Desde que el invento se integró en la vida cotidiana, todo ha ido de mal en peor, no me lo nieguen. Primero con el Messenger y sus bloqueos, las conexiones fantasma y las estrategias pérfidas. Luego con el Facebook llegaron las exposiciones públicas y los posteriores arrepentimientos, los chats desafortunados y los comentarios inoportunos, las fotografías etiquetadas en fiestas que no son de guardar, los ex que te encuentran después de veinte años, con más barriga, poca delicadeza y menos vergüenza, o esa “amiga” del colegio a la que llevas evitando desde que hiciste la primera comunión, y que ahora le da al me gusta de forma obsesiva y psicopática, a todo lo que compartes. Aterrador.

Si piensan que Facebook es lo peor, qué va. Se equivocan. Instagram también se las trae. Twitter es el colmo de la inmediatez (¿qué hay más horrible que la estupidez inmediata, en ciento cuarenta caracteres?). Pero no me entretendré en analizarlas una a una. Eso, otro día.

Y es que yo quiero aprovechar este artículo para quejarme, o para pedir ayuda más bien: mi problema es Whatsapp. He llegado a la conclusión de que necesito un coach que me eche el cable para aprender a gestionar mi comportamiento en cada uno de los veinte grupos que tengo en la app más usada por la humanidad en este momento. Soy una paria del Whatsapp. Una underground. O borderline. O una siesa, para qué darle más vueltas.

Una vez, en un grupo (no diré cual), me dio por corregir a un participante. Los ojos me sangraban a chorros cada vez que este miembro del chupi grupo escribía. Ni una “h” en su sitio. Ni una “v”, ni una “b”. Reconozco que es “deformación” profesional, de acuerdo. Me eliminaron del grupo: corregí a su administrador. Algunos de ese grupo me gruñen por la calle. No les miento.

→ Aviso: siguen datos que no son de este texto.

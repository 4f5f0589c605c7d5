//! Task-oriented conversion: upload a file, convert it, keep the result.
//!
//! ```text
//! upload ──▶ Task(pending) ──▶ run ──▶ Task(processing, progress %) ──▶ Task(completed | failed)
//!   │                            │                                         │
//!   └─ Storage::save_upload      └─ convert()                              └─ Storage::save_output
//! ```
//!
//! The service owns no state of its own; the [`Storage`] and [`TaskStore`]
//! behind it are shared, so any number of services (or request handlers)
//! can work against the same registry.

use crate::config::ConversionConfig;
use crate::convert::convert;
use crate::detect::detect_path;
use crate::error::ConvertError;
use crate::output::{ChunkType, ConversionMetadata};
use crate::pipeline::input::ensure_pdf;
use crate::progress::ConversionProgressCallback;
use crate::storage::Storage;
use crate::store::{Task, TaskStore};
use std::collections::BTreeMap;
use std::path::{Path, PathBuf};
use std::sync::atomic::{AtomicUsize, Ordering};
use std::sync::Arc;
use tracing::{debug, error, info};

#[derive(Clone)]
pub struct ConversionService {
    storage: Arc<dyn Storage>,
    tasks: Arc<dyn TaskStore>,
    config: ConversionConfig,
}

impl ConversionService {
    pub fn new(storage: Arc<dyn Storage>, tasks: Arc<dyn TaskStore>, config: ConversionConfig) -> Self {
        Self {
            storage,
            tasks,
            config,
        }
    }

    pub fn tasks(&self) -> &Arc<dyn TaskStore> {
        &self.tasks
    }

    /// Persist the bytes and register a pending task for them.
    ///
    /// The file type is recorded as detected; non-PDF uploads are accepted
    /// here and fail when run.
    pub async fn upload(&self, filename: &str, bytes: &[u8]) -> Result<Task, ConvertError> {
        let path = self.storage.save_upload(filename, bytes).await?;
        let file_type = detect_path(&path).map_err(|source| ConvertError::Storage {
            path: path.clone(),
            source,
        })?;
        let task = Task::new(filename, path, file_type);
        info!(
            "Registered task {} for '{}' ({})",
            task.task_id, task.filename, task.file_type
        );
        self.tasks.insert(task.clone());
        Ok(task)
    }

    /// Run a registered task to completion and return its final state.
    ///
    /// Conversion errors are recorded on the task, not returned; `Err` means
    /// the task does not exist.
    pub async fn run(&self, task_id: &str) -> Result<Task, ConvertError> {
        let task = self.tasks.get(task_id)?;
        if task.status.is_terminal() {
            debug!("Task {} already {}, not running", task_id, task.status);
            return Ok(task);
        }
        self.tasks.update(task_id, &mut |t| t.mark_processing())?;

        match self.execute(&task).await {
            Ok((result_path, metadata)) => {
                info!("Task {} completed: {}", task_id, result_path.display());
                let mut result_path = Some(result_path);
                let mut metadata = Some(metadata);
                self.tasks.update(task_id, &mut |t| {
                    if t.status.is_terminal() {
                        return;
                    }
                    if let (Some(path), Some(meta)) = (result_path.take(), metadata.take()) {
                        t.mark_completed(path, meta);
                    }
                })
            }
            Err(e) => {
                error!("Task {} failed: {}", task_id, e);
                let message = e.to_string();
                self.tasks.update(task_id, &mut |t| {
                    if !t.status.is_terminal() {
                        t.mark_failed(message.clone());
                    }
                })
            }
        }
    }

    /// [`upload`](Self::upload) then [`run`](Self::run).
    pub async fn process_upload(&self, filename: &str, bytes: &[u8]) -> Result<Task, ConvertError> {
        let task = self.upload(filename, bytes).await?;
        self.run(&task.task_id).await
    }

    /// Mark a task cancelled. Terminal tasks are returned unchanged.
    ///
    /// A conversion already in flight finishes its work, but its result is
    /// not recorded.
    pub fn cancel(&self, task_id: &str) -> Result<Task, ConvertError> {
        self.tasks.update(task_id, &mut |t| {
            if !t.status.is_terminal() {
                t.mark_cancelled();
            }
        })
    }

    async fn execute(
        &self,
        task: &Task,
    ) -> Result<(PathBuf, BTreeMap<String, serde_json::Value>), ConvertError> {
        ensure_pdf(&task.file_path, task.file_type)?;

        let mut config = self.config.clone();
        config.progress_callback = Some(Arc::new(TaskProgress::new(
            Arc::clone(&self.tasks),
            &task.task_id,
        )));

        let input = path_str(&task.file_path)?;
        let result = convert(input, &config).await?;
        let markdown = result.markdown().unwrap_or_default();
        let output = self.storage.save_output(markdown, &task.task_id).await?;

        let mut metadata = metadata_map(&result.metadata);
        metadata.insert(
            "file_size".to_string(),
            serde_json::json!(self.storage.file_size(&task.file_path).await?),
        );
        Ok((output, metadata))
    }
}

fn path_str(path: &Path) -> Result<&str, ConvertError> {
    path.to_str()
        .ok_or_else(|| ConvertError::Internal(format!("non-UTF-8 path: {}", path.display())))
}

/// Flatten conversion metadata into the task's free-form map.
pub fn metadata_map(metadata: &ConversionMetadata) -> BTreeMap<String, serde_json::Value> {
    match serde_json::to_value(metadata) {
        Ok(serde_json::Value::Object(map)) => map.into_iter().collect(),
        _ => BTreeMap::new(),
    }
}

/// Keeps a task's page counters current while its pages convert.
struct TaskProgress {
    tasks: Arc<dyn TaskStore>,
    task_id: String,
    done: AtomicUsize,
}

impl TaskProgress {
    fn new(tasks: Arc<dyn TaskStore>, task_id: &str) -> Self {
        Self {
            tasks,
            task_id: task_id.to_string(),
            done: AtomicUsize::new(0),
        }
    }

    fn record(&self, current: usize, total: usize) {
        if let Err(e) = self
            .tasks
            .update(&self.task_id, &mut |t| t.update_progress(current, total))
        {
            debug!("Progress update dropped: {}", e);
        }
    }

    fn page_done(&self, total: usize) {
        let current = self.done.fetch_add(1, Ordering::SeqCst) + 1;
        self.record(current, total);
    }
}

impl ConversionProgressCallback for TaskProgress {
    fn on_conversion_start(&self, total_pages: usize) {
        self.record(0, total_pages);
    }

    fn on_page_complete(&self, _page: usize, total: usize, _kind: ChunkType, _len: usize) {
        self.page_done(total);
    }

    fn on_page_error(&self, _page: usize, total: usize, _error: &str) {
        self.page_done(total);
    }
}

#[cfg(test)]
mod tests {
    use super::*;
    use crate::detect::FileType;
    use crate::storage::{LocalStorage, StorageSettings};
    use crate::store::{InMemoryTaskStore, TaskStatus};

    fn service(root: &Path) -> ConversionService {
        ConversionService::new(
            Arc::new(LocalStorage::new(StorageSettings::under(root))),
            Arc::new(InMemoryTaskStore::new()),
            ConversionConfig::default(),
        )
    }

    #[tokio::test]
    async fn upload_registers_pending_task() {
        let dir = tempfile::tempdir().unwrap();
        let svc = service(dir.path());
        let task = svc.upload("report.pdf", b"%PDF-1.7\n%%EOF").await.unwrap();
        assert_eq!(task.status, TaskStatus::Pending);
        assert_eq!(task.file_type, FileType::Pdf);
        assert!(task.file_path.exists());
        assert_eq!(svc.tasks().get(&task.task_id).unwrap(), task);
    }

    #[tokio::test]
    async fn non_pdf_upload_fails_its_task() {
        let dir = tempfile::tempdir().unwrap();
        let svc = service(dir.path());
        let task = svc
            .process_upload("photo.png", b"\x89PNG\r\n\x1a\n....")
            .await
            .unwrap();
        assert_eq!(task.status, TaskStatus::Failed);
        assert!(task.error.unwrap().contains("png"));
        assert!(task.result_path.is_none());
    }

    #[tokio::test]
    async fn cancelled_tasks_do_not_run() {
        let dir = tempfile::tempdir().unwrap();
        let svc = service(dir.path());
        let task = svc.upload("a.pdf", b"%PDF-1.4").await.unwrap();
        svc.cancel(&task.task_id).unwrap();
        let after = svc.run(&task.task_id).await.unwrap();
        assert_eq!(after.status, TaskStatus::Cancelled);
    }

    #[tokio::test]
    async fn unknown_task_is_an_error() {
        let dir = tempfile::tempdir().unwrap();
        let svc = service(dir.path());
        assert!(matches!(
            svc.run("task_000000000000").await,
            Err(ConvertError::TaskNotFound { .. })
        ));
    }

    #[test]
    fn progress_counts_finished_pages() {
        let store: Arc<dyn TaskStore> = Arc::new(InMemoryTaskStore::new());
        let task = Task::new("a.pdf", "/tmp/a.pdf", FileType::Pdf);
        let id = task.task_id.clone();
        store.insert(task);

        let progress = TaskProgress::new(Arc::clone(&store), &id);
        progress.on_conversion_start(4);
        progress.on_page_complete(2, 4, ChunkType::Text, 10);
        progress.on_page_error(1, 4, "boom");

        let task = store.get(&id).unwrap();
        assert_eq!(task.current_page, 2);
        assert_eq!(task.total_pages, 4);
        assert_eq!(task.progress, 50);
    }

    #[test]
    fn metadata_flattens_to_json_values() {
        let meta = ConversionMetadata {
            ocr_pages: 2,
            ocr_engine: "auto".into(),
            ..Default::default()
        };
        let map = metadata_map(&meta);
        assert_eq!(map["ocr_pages"], 2);
        assert_eq!(map["ocr_engine"], "auto");
    }
}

En otra ocasión, decidí pulsar el botón del ostracismo eterno, o sea, “salir del grupo”. No podía soportar que en ese grupo concreto, de siete personas (y no todas mujeres) se debatiera continuamente sobre si la teta era o no oportuna. Me refiero al grupo de “Lactancia natural sí”. No me hablan. Me odian, a mí, a mis tetas, y al dedo traidor que le dio al botón de abandonar, sin avisar a la administradora, que se sintió agraviada para siempre.

La cuestión, es que hay determinados grupos de los que no puedes huir. Crees que en esa pantalla táctil, detrás de esos iconos de flamencas, caritas sonrientes y besitos vacuos, no hay vida real, y nada tiene consecuencias. Pero ay, amigos, qué va. No es un videojuego. Una vez que te incluyen, te abducen, te absorben en un grupo, estás perdido.

Llevo ya una semana recibiendo, continuamente, vídeos de papanoeles en pelotas, propuestas de menús para mil doscientas cenas navideñas, leyendo discusiones, sin participar (sí, lo de no “hablar” nunca en un grupo, también está muy mal visto, igual que participar demasiado, o solo hacerlo con emoticonos), sobre el lugar elegido para cenar al que Fulanito no quiere ir, pero en realidad pone una excusa y el resto lo sabe, y responde con indirectas cargadas de mala leche. Ah, y en breve, dos millones de fotos: las de sesión navideña de los niños de todas mis amigas, las de los platos de gambas en las cenas, las de las gambas que se meten, también en las cenas, etc. Me queda sufrimiento para rato, y he aprendido, menos mal, a silenciar los grupos más demoledores. Pero sabes que están ahí…

Está claro que no se puede frenar el progreso, ni dar la espalda a las tecnologías que nos facilitan la vida (¿en serio?). Los genios frikis que se lucran a base de manipular nuestro ego, nuestros sentimientos y frustraciones, deben estar partiéndose de risa observándonos desde un Olimpo analógico. Seguro que cuidan de su salud mental. Seguro que Zuckerberg llama a Gates desde un teléfono de góndola.